The cellulose alone is used in a process with autoclave-curing where a calcium silicate hydrate is formed which has a low alkaline matrix.
Cellulose can be blended with long lasting man-made fibres like PVA (Poly-Vinyl-Alcohol) or an organic syntetic fiber ( MAK- Fiber ) depending on the required physical properties of the fibre cement products.
Note:
MAK- Fiber is suitable for both the air cured process and for the autoclave process
More information regarding this MAK- Fiber please contact to Frangky Welly W ( frangww@yahoo.com)
4. 2.2 Binders
- Portland cement
Is the most commonly used cement
- other preferred cement types are low alkaline cements like slag cement using steel furnace
slag.
- Other options for special sheets could be:
- Gypsum or anhydrite
- Lime-based binders
4.2.3 Siliceous Compounds
The siliceous compound SiO2 is unavoidable in the autoclave curing process where SiO2 with CaO and H2O forms calcium silicate hydrate.

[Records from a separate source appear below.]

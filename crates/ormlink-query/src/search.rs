//! Per-operation search state.

use ormlink_core::Value;
use std::collections::BTreeMap;

use crate::condition::{Clause, Filter};

/// Settings key: order by the primary key when no explicit order is given.
pub const ORDER_BY_PRIMARY_KEY: &str = "order_by_primary_key";

/// Accumulated query-building instructions for one statement.
///
/// Built through a by-value fluent chain and consumed by the statement
/// assembler; a `Search` is never shared between statements.
#[derive(Debug, Clone, Default)]
pub struct Search {
    pub where_conditions: Vec<Clause>,
    pub or_conditions: Vec<Clause>,
    pub not_conditions: Vec<Clause>,
    pub having_conditions: Vec<Clause>,
    pub join_conditions: Vec<Clause>,
    /// Explicit column list or expression.
    pub selects: Option<Clause>,
    pub omits: Vec<String>,
    pub orders: Vec<String>,
    pub group: Option<String>,
    pub limit: Option<u64>,
    pub offset: Option<u64>,
    /// Relation names loaded after the query completes.
    pub preload: Vec<String>,
    /// Pass the first WHERE clause through as the whole statement.
    pub raw: bool,
    /// Ignore soft-delete exclusion.
    pub unscoped: bool,
    /// Table override.
    pub table_name: Option<String>,
    /// Transient flags shared between hook steps.
    pub settings: BTreeMap<String, Value>,
}

impl Search {
    pub fn new() -> Self {
        Self::default()
    }

    /// Add an AND condition.
    #[must_use]
    pub fn filter(mut self, query: impl Into<Filter>, args: Vec<Value>) -> Self {
        self.where_conditions.push(Clause::new(query, args));
        self
    }

    /// Add an OR condition.
    #[must_use]
    pub fn or_filter(mut self, query: impl Into<Filter>, args: Vec<Value>) -> Self {
        self.or_conditions.push(Clause::new(query, args));
        self
    }

    /// Add a negated condition, folded into the AND group.
    #[must_use]
    pub fn not_filter(mut self, query: impl Into<Filter>, args: Vec<Value>) -> Self {
        self.not_conditions.push(Clause::new(query, args));
        self
    }

    #[must_use]
    pub fn having(mut self, query: impl Into<Filter>, args: Vec<Value>) -> Self {
        self.having_conditions.push(Clause::new(query, args));
        self
    }

    /// Add a JOIN fragment, e.g. `"JOIN emails ON emails.user_id = users.id"`.
    #[must_use]
    pub fn joins(mut self, query: impl Into<String>, args: Vec<Value>) -> Self {
        self.join_conditions
            .push(Clause::new(Filter::Raw(query.into()), args));
        self
    }

    #[must_use]
    pub fn select(mut self, query: impl Into<String>, args: Vec<Value>) -> Self {
        self.selects = Some(Clause::new(Filter::Raw(query.into()), args));
        self
    }

    /// Exclude columns from SELECT and INSERT/UPDATE column lists.
    #[must_use]
    pub fn omit<I, S>(mut self, columns: I) -> Self
    where
        I: IntoIterator<Item = S>,
        S: Into<String>,
    {
        self.omits.extend(columns.into_iter().map(Into::into));
        self
    }

    #[must_use]
    pub fn order(mut self, order: impl Into<String>) -> Self {
        self.orders.push(order.into());
        self
    }

    #[must_use]
    pub fn group(mut self, group: impl Into<String>) -> Self {
        self.group = Some(group.into());
        self
    }

    #[must_use]
    pub fn limit(mut self, limit: u64) -> Self {
        self.limit = Some(limit);
        self
    }

    #[must_use]
    pub fn offset(mut self, offset: u64) -> Self {
        self.offset = Some(offset);
        self
    }

    #[must_use]
    pub fn preload(mut self, relation: impl Into<String>) -> Self {
        self.preload.push(relation.into());
        self
    }

    #[must_use]
    pub fn unscoped(mut self) -> Self {
        self.unscoped = true;
        self
    }

    #[must_use]
    pub fn table(mut self, name: impl Into<String>) -> Self {
        self.table_name = Some(name.into());
        self
    }

    /// Switch to raw mode: the first WHERE clause is the whole statement.
    #[must_use]
    pub fn raw(mut self, sql: impl Into<String>, args: Vec<Value>) -> Self {
        self.raw = true;
        self.where_conditions
            .push(Clause::new(Filter::Raw(sql.into()), args));
        self
    }

    #[must_use]
    pub fn set(mut self, key: impl Into<String>, value: impl Into<Value>) -> Self {
        self.settings.insert(key.into(), value.into());
        self
    }

    pub fn get(&self, key: &str) -> Option<&Value> {
        self.settings.get(key)
    }

    /// Whether a boolean setting is switched on.
    pub fn flag(&self, key: &str) -> bool {
        self.get(key).and_then(Value::as_bool).unwrap_or(false)
    }

    /// Whether any WHERE-producing condition has been added.
    pub fn has_conditions(&self) -> bool {
        !(self.where_conditions.is_empty()
            && self.or_conditions.is_empty()
            && self.not_conditions.is_empty())
    }

    /// Whether `column` survives the select/omit lists.
    pub fn includes_column(&self, column: &str) -> bool {
        if self.omits.iter().any(|c| c == column) {
            return false;
        }
        match self.selects.as_ref().map(|c| &c.query) {
            Some(Filter::Raw(list)) => list
                .split(',')
                .map(str::trim)
                .any(|c| c == column || c == "*"),
            _ => true,
        }
    }
}

#[cfg(test)]
mod tests {
    use super::*;

    #[test]
    fn chain_accumulates() {
        let search = Search::new()
            .filter("name = ?", vec![Value::from("a")])
            .or_filter("name = ?", vec![Value::from("b")])
            .not_filter([("role", "admin")], vec![])
            .order("name DESC")
            .limit(3)
            .offset(1)
            .set(ORDER_BY_PRIMARY_KEY, true);

        assert_eq!(search.where_conditions.len(), 1);
        assert_eq!(search.or_conditions.len(), 1);
        assert_eq!(search.not_conditions.len(), 1);
        assert_eq!(search.orders, vec!["name DESC"]);
        assert_eq!((search.limit, search.offset), (Some(3), Some(1)));
        assert!(search.flag(ORDER_BY_PRIMARY_KEY));
        assert!(search.has_conditions());
    }

    #[test]
    fn empty_search_has_no_conditions() {
        let search = Search::new().order("id").limit(1).having("count(*) > 1", vec![]);
        assert!(!search.has_conditions());
        assert!(!search.flag("missing"));
    }

    #[test]
    fn select_and_omit_filter_columns() {
        let search = Search::new().select("id, name", vec![]);
        assert!(search.includes_column("name"));
        assert!(!search.includes_column("email"));

        let search = Search::new().omit(["email"]);
        assert!(search.includes_column("name"));
        assert!(!search.includes_column("email"));
    }
}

Other siliceous compounds are added in small quantities to affect and determine the physical properties of the fibre cement products:
- Silica fume
- Amorphous silicates
- Perlite , expanded ( to get low density of product )
- Vermiculite, expanded
- Mica
- Bentonite
- Kaolin / Clay
- Slag
4.2.4 Others / Additive
- Water
- Flocculant
- Bonding Aid
- Defoamer
Note : Both Flocculant and Bonding Aid ( Floren series - by MAK )
4.3 Equipment
- Using existing Equipment
- Modification on Close Loop line and additing the feeding line for chemicals application and all
chemicals preparation equipment.
Note :
How to Up Grading Your Product ?
I will support and guidance to do it
Frangky Welly W
http://www.osha.gov/SLTC/asbestos,
Hello. I'm Mita. I'm interest with your blog, specially when you said that the higher risk of delamination due to the thicker layers. What the caused of delamination when production process? I hope you may to share knowledge with me. Thank you.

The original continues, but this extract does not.